**EXERCISE DIRECTIONS**.
Beginning with the first line, transcribe the entries below exactly through the line containing "each event to", inclusive.

**SOURCE INFORMATION**.

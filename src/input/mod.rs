//! Input bindings and dispatch.
//!
//! Input is handled in two steps. `collect_player_input` reads device state
//! (keyboard through the `InputBindings` table, mouse motion, gamepad sticks,
//! touches) and emits `PlayerInput` events. `dispatch_player_input` routes
//! each event to its handler: jump press/release go to the glide controller,
//! everything else to the host movement and look primitives.
//!
//! # Example:
//!
//! ```ignore
//! let bindings = InputBindings::from_controls(&settings.controls)?;
//! app.insert_resource(bindings)
//!     .add_event::<PlayerInput>()
//!     .add_systems(Update, (collect_player_input, dispatch_player_input).chain());
//! ```

use crate::glide::{GlideAgent, GlideState};
use crate::player::{CharacterAgent, Player, PlayerLook};
use crate::settings::{ControlsSettings, Settings};
use crate::world::World;
use bevy::input::gamepad::{GamepadAxis, GamepadAxisType, Gamepads};
use bevy::input::mouse::MouseMotion;
use bevy::input::touch::Touches;
use bevy::log::{debug, warn};
use bevy::prelude::*;
use bevy::window::PrimaryWindow;
use thiserror::Error;

/// Problems found while building the binding table.
#[derive(Debug, Error, PartialEq, Eq)]
pub enum BindingError {
    #[error("no key bound for required action `{0}`")]
    MissingAction(&'static str),
    #[error("action `{action}` is bound to unknown key `{key}`")]
    UnknownKey { action: String, key: String },
}

/// One frame's worth of player intent.
#[derive(Event, Debug, Clone, Copy, PartialEq)]
pub enum PlayerInput {
    JumpPressed,
    JumpReleased,
    /// Forward (+) / backward (-) axis.
    MoveForward(f32),
    /// Right (+) / left (-) axis.
    MoveRight(f32),
    /// Absolute horizontal look delta (mouse pixels, + is right).
    Turn(f32),
    /// Normalized horizontal look rate (gamepad, + is right).
    TurnAtRate(f32),
    /// Absolute vertical look delta (mouse pixels, + is down).
    LookUp(f32),
    /// Normalized vertical look rate (gamepad, + is up).
    LookUpAtRate(f32),
    TouchStarted { finger: u64, position: Vec2 },
    TouchStopped { finger: u64, position: Vec2 },
}

/// Keyboard binding table, built once from `controls.keybinds`.
#[derive(Resource, Debug, Clone, PartialEq, Eq)]
pub struct InputBindings {
    pub jump: KeyCode,
    pub forward: KeyCode,
    pub back: KeyCode,
    pub left: KeyCode,
    pub right: KeyCode,
    pub pause: KeyCode,
}

impl InputBindings {
    /// Actions that must be present in the keybind map.
    pub const REQUIRED: [&'static str; 5] = ["jump", "forward", "back", "left", "right"];

    /// Build the binding table from the controls section of the settings.
    ///
    /// # Errors
    /// Returns `BindingError::MissingAction` if a required action has no key,
    /// and `BindingError::UnknownKey` if any action names a key that
    /// `Settings::keycode_from_str` does not recognise.
    pub fn from_controls(controls: &ControlsSettings) -> Result<Self, BindingError> {
        let lookup = |action: &'static str| -> Result<Option<KeyCode>, BindingError> {
            let Some(key) = controls.keybinds.get(action) else {
                return Ok(None);
            };
            Settings::keycode_from_str(key).map(Some).ok_or_else(|| BindingError::UnknownKey {
                action: action.to_string(),
                key: key.clone(),
            })
        };
        let required = |action: &'static str| lookup(action)?.ok_or(BindingError::MissingAction(action));

        for action in controls.keybinds.keys() {
            if !Self::REQUIRED.iter().any(|r| *r == action.as_str()) && action != "pause" {
                debug!("ignoring keybind for unknown action `{action}`");
            }
        }

        Ok(Self {
            jump: required("jump")?,
            forward: required("forward")?,
            back: required("back")?,
            left: required("left")?,
            right: required("right")?,
            pause: lookup("pause")?.unwrap_or(KeyCode::Escape),
        })
    }
}

/// Zero out stick values inside the deadzone.
#[must_use]
pub fn apply_deadzone(value: f32, deadzone: f32) -> f32 {
    if value.abs() < deadzone { 0.0 } else { value }
}

/// Signed axis from a pair of keys.
fn key_axis(keys: &ButtonInput<KeyCode>, positive: KeyCode, negative: KeyCode) -> f32 {
    f32::from(u8::from(keys.pressed(positive))) - f32::from(u8::from(keys.pressed(negative)))
}

/// Turn device state into `PlayerInput` events.
///
/// Mouse look is only forwarded while the cursor is grabbed.
#[allow(clippy::needless_pass_by_value, clippy::too_many_arguments)]
pub fn collect_player_input(
    keys: Res<ButtonInput<KeyCode>>,
    bindings: Res<InputBindings>,
    settings: Res<Settings>,
    mut motion: EventReader<MouseMotion>,
    gamepads: Res<Gamepads>,
    axes: Res<Axis<GamepadAxis>>,
    touches: Res<Touches>,
    windows: Query<&Window, With<PrimaryWindow>>,
    mut out: EventWriter<PlayerInput>,
) {
    let controls = &settings.controls;

    if keys.just_pressed(bindings.jump) {
        out.send(PlayerInput::JumpPressed);
    }
    if keys.just_released(bindings.jump) {
        out.send(PlayerInput::JumpReleased);
    }

    let mut forward = key_axis(&keys, bindings.forward, bindings.back);
    let mut right = key_axis(&keys, bindings.right, bindings.left);
    let mut turn_rate = 0.0;
    let mut look_rate = 0.0;
    for gamepad in gamepads.iter() {
        let stick = |axis_type| {
            apply_deadzone(axes.get(GamepadAxis::new(gamepad, axis_type)).unwrap_or(0.0), controls.gamepad_deadzone)
        };
        forward += stick(GamepadAxisType::LeftStickY);
        right += stick(GamepadAxisType::LeftStickX);
        turn_rate += stick(GamepadAxisType::RightStickX);
        look_rate += stick(GamepadAxisType::RightStickY);
    }

    if forward != 0.0 {
        out.send(PlayerInput::MoveForward(forward));
    }
    if right != 0.0 {
        out.send(PlayerInput::MoveRight(right));
    }
    if turn_rate != 0.0 {
        out.send(PlayerInput::TurnAtRate(turn_rate));
    }
    if look_rate != 0.0 {
        out.send(PlayerInput::LookUpAtRate(look_rate));
    }

    let mut delta: Vec2 = motion.read().map(|ev| ev.delta).sum();
    let grabbed = windows.get_single().is_ok_and(|w| !w.cursor.visible);
    if grabbed && delta != Vec2::ZERO {
        if controls.invert_x {
            delta.x = -delta.x;
        }
        if controls.invert_y {
            delta.y = -delta.y;
        }
        out.send(PlayerInput::Turn(delta.x));
        out.send(PlayerInput::LookUp(delta.y));
    }

    for touch in touches.iter_just_pressed() {
        out.send(PlayerInput::TouchStarted { finger: touch.id(), position: touch.position() });
    }
    for touch in touches.iter_just_released() {
        out.send(PlayerInput::TouchStopped { finger: touch.id(), position: touch.position() });
    }
}

/// Route one event to its handler.
pub fn handle_player_input(
    event: PlayerInput,
    glide: &mut GlideState,
    look: &mut PlayerLook,
    agent: &mut CharacterAgent,
    settings: &Settings,
    dt: f32,
) {
    match event {
        PlayerInput::JumpPressed => glide.start_jump(agent),
        PlayerInput::JumpReleased => glide.stop_jump(agent),
        PlayerInput::MoveForward(v) => agent.player.move_input.y += v,
        PlayerInput::MoveRight(v) => agent.player.move_input.x += v,
        PlayerInput::Turn(dx) => look.apply_delta(Vec2::new(dx, 0.0), settings.controls.mouse_sensitivity),
        PlayerInput::LookUp(dy) => look.apply_delta(Vec2::new(0.0, dy), settings.controls.mouse_sensitivity),
        PlayerInput::TurnAtRate(rate) => look.turn_at_rate(rate, glide.turn_rate, dt),
        PlayerInput::LookUpAtRate(rate) => look.look_up_at_rate(rate, glide.turn_rate, dt),
        PlayerInput::TouchStarted { .. } => agent.jump(),
        PlayerInput::TouchStopped { .. } => agent.stop_jumping(),
    }
}

/// Apply this frame's `PlayerInput` events to the player entity.
#[allow(clippy::needless_pass_by_value)]
pub fn dispatch_player_input(
    mut events: EventReader<PlayerInput>,
    time: Res<Time>,
    world: Res<World>,
    settings: Res<Settings>,
    mut q: Query<(&mut Transform, &mut Player, &mut PlayerLook, &mut GlideState)>,
) {
    let Ok((mut tf, mut player, mut look, mut glide)) = q.get_single_mut() else {
        events.clear();
        return;
    };
    let dt = time.delta_seconds();
    let mut agent = CharacterAgent { transform: &mut tf, player: &mut player, world: &world };

    for event in events.read() {
        let was_gliding = glide.is_gliding;
        handle_player_input(*event, &mut glide, &mut look, &mut agent, &settings, dt);
        if glide.is_gliding != was_gliding {
            debug!("{event:?} switched gliding to {}", glide.is_gliding);
        }
    }
}

/// Rebuild the binding table after a settings reload. Invalid bindings keep
/// the previous table.
#[allow(clippy::needless_pass_by_value)]
pub fn sync_input_bindings(settings: Res<Settings>, mut bindings: ResMut<InputBindings>) {
    if !settings.is_changed() {
        return;
    }
    match InputBindings::from_controls(&settings.controls) {
        Ok(new) => {
            if *bindings != new {
                *bindings = new;
            }
        }
        Err(e) => warn!("keeping previous key bindings: {e}"),
    }
}

#[cfg(test)]
mod tests {
    use super::*;
    use crate::world::blocks;

    #[test]
    fn default_controls_bind_every_action() {
        let bindings = InputBindings::from_controls(&ControlsSettings::default()).expect("defaults bind");
        assert_eq!(bindings.jump, KeyCode::Space);
        assert_eq!(bindings.forward, KeyCode::KeyW);
        assert_eq!(bindings.left, KeyCode::KeyA);
        assert_eq!(bindings.pause, KeyCode::Escape);
    }

    #[test]
    fn unknown_key_is_rejected() {
        let mut controls = ControlsSettings::default();
        controls.keybinds.insert("jump".into(), "Hyperspace".into());
        assert_eq!(
            InputBindings::from_controls(&controls),
            Err(BindingError::UnknownKey { action: "jump".into(), key: "Hyperspace".into() })
        );
    }

    #[test]
    fn missing_jump_is_rejected() {
        let mut controls = ControlsSettings::default();
        controls.keybinds.remove("jump");
        assert_eq!(InputBindings::from_controls(&controls), Err(BindingError::MissingAction("jump")));
    }

    #[test]
    fn pause_is_optional() {
        let mut controls = ControlsSettings::default();
        controls.keybinds.remove("pause");
        controls.keybinds.insert("dance".into(), "K".into());
        let bindings = InputBindings::from_controls(&controls).expect("binds");
        assert_eq!(bindings.pause, KeyCode::Escape);
    }

    #[test]
    fn deadzone_filters_small_values() {
        assert_eq!(apply_deadzone(0.1, 0.15), 0.0);
        assert_eq!(apply_deadzone(-0.5, 0.15), -0.5);
    }

    #[test]
    fn events_reach_their_handlers() {
        let mut world = World::new();
        world.set_block(0, 0, 0, blocks::STONE);
        let settings = Settings::default();
        let mut tf = Transform::from_xyz(0.5, 80.0, 0.5);
        let mut player = Player::default();
        let mut look = PlayerLook::default();
        let mut glide = GlideState::default();
        let mut agent = CharacterAgent { transform: &mut tf, player: &mut player, world: &world };

        handle_player_input(PlayerInput::MoveForward(1.0), &mut glide, &mut look, &mut agent, &settings, 0.1);
        handle_player_input(PlayerInput::MoveRight(-0.5), &mut glide, &mut look, &mut agent, &settings, 0.1);
        assert_eq!(agent.player.move_input, Vec2::new(-0.5, 1.0));

        handle_player_input(PlayerInput::TurnAtRate(1.0), &mut glide, &mut look, &mut agent, &settings, 0.1);
        assert!((look.yaw + (glide.turn_rate * 0.1).to_radians()).abs() < 1e-6);

        // airborne: jump toggles glide instead of jumping
        handle_player_input(PlayerInput::JumpPressed, &mut glide, &mut look, &mut agent, &settings, 0.1);
        assert!(glide.is_gliding);
        assert!(!agent.player.jump_requested);

        // touch bypasses the glide controller
        handle_player_input(
            PlayerInput::TouchStarted { finger: 0, position: Vec2::ZERO },
            &mut glide, &mut look, &mut agent, &settings, 0.1,
        );
        assert!(agent.player.jump_requested);
        assert!(glide.is_gliding);
        handle_player_input(
            PlayerInput::TouchStopped { finger: 0, position: Vec2::ZERO },
            &mut glide, &mut look, &mut agent, &settings, 0.1,
        );
        assert!(!agent.player.jump_requested);
    }

    fn input_app() -> App {
        let mut world = World::new();
        world.set_block(0, 0, 0, blocks::STONE);
        let mut time = Time::<()>::default();
        time.advance_by(std::time::Duration::from_millis(100));

        let mut app = App::new();
        app.add_event::<PlayerInput>()
            .insert_resource(time)
            .insert_resource(world)
            .insert_resource(Settings::default())
            .insert_resource(InputBindings::from_controls(&ControlsSettings::default()).expect("defaults bind"))
            .add_systems(Update, (sync_input_bindings, dispatch_player_input).chain());
        app
    }

    #[test]
    fn jump_event_starts_glide_on_falling_player() {
        let mut app = input_app();
        let player = app
            .world_mut()
            .spawn((
                Transform::from_xyz(0.5, 80.0, 0.5),
                Player::default(),
                PlayerLook::default(),
                GlideState::default(),
            ))
            .id();

        app.world_mut().send_event(PlayerInput::JumpPressed);
        app.update();

        let glide = app.world().get::<GlideState>(player).expect("glide state");
        assert!(glide.is_gliding);
        let body = app.world().get::<Player>(player).expect("player");
        assert_eq!(body.mode, crate::glide::MovementMode::Flying);
        assert!(!body.jump_requested);

        // events are consumed once
        app.update();
        assert!(app.world().get::<GlideState>(player).expect("glide state").is_gliding);
    }

    #[test]
    fn reloaded_bindings_replace_valid_and_keep_invalid() {
        let mut app = input_app();
        app.update();

        app.world_mut()
            .resource_mut::<Settings>()
            .controls
            .keybinds
            .insert("jump".into(), "J".into());
        app.update();
        assert_eq!(app.world().resource::<InputBindings>().jump, KeyCode::KeyJ);

        app.world_mut()
            .resource_mut::<Settings>()
            .controls
            .keybinds
            .insert("jump".into(), "Hyperspace".into());
        app.update();
        assert_eq!(app.world().resource::<InputBindings>().jump, KeyCode::KeyJ);
    }
}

**WRITTEN ANSWER**.
filename src/input/mod.rs
//! Input bindings and dispatch.
//!
//! Input is handled in two steps. `collect_player_input` reads device state
//! (keyboard through the `InputBindings` table, mouse motion, gamepad sticks,
//! touches) and emits `PlayerInput` events. `dispatch_player_input` routes
//! each event to its handler: jump press/release go to the glide controller,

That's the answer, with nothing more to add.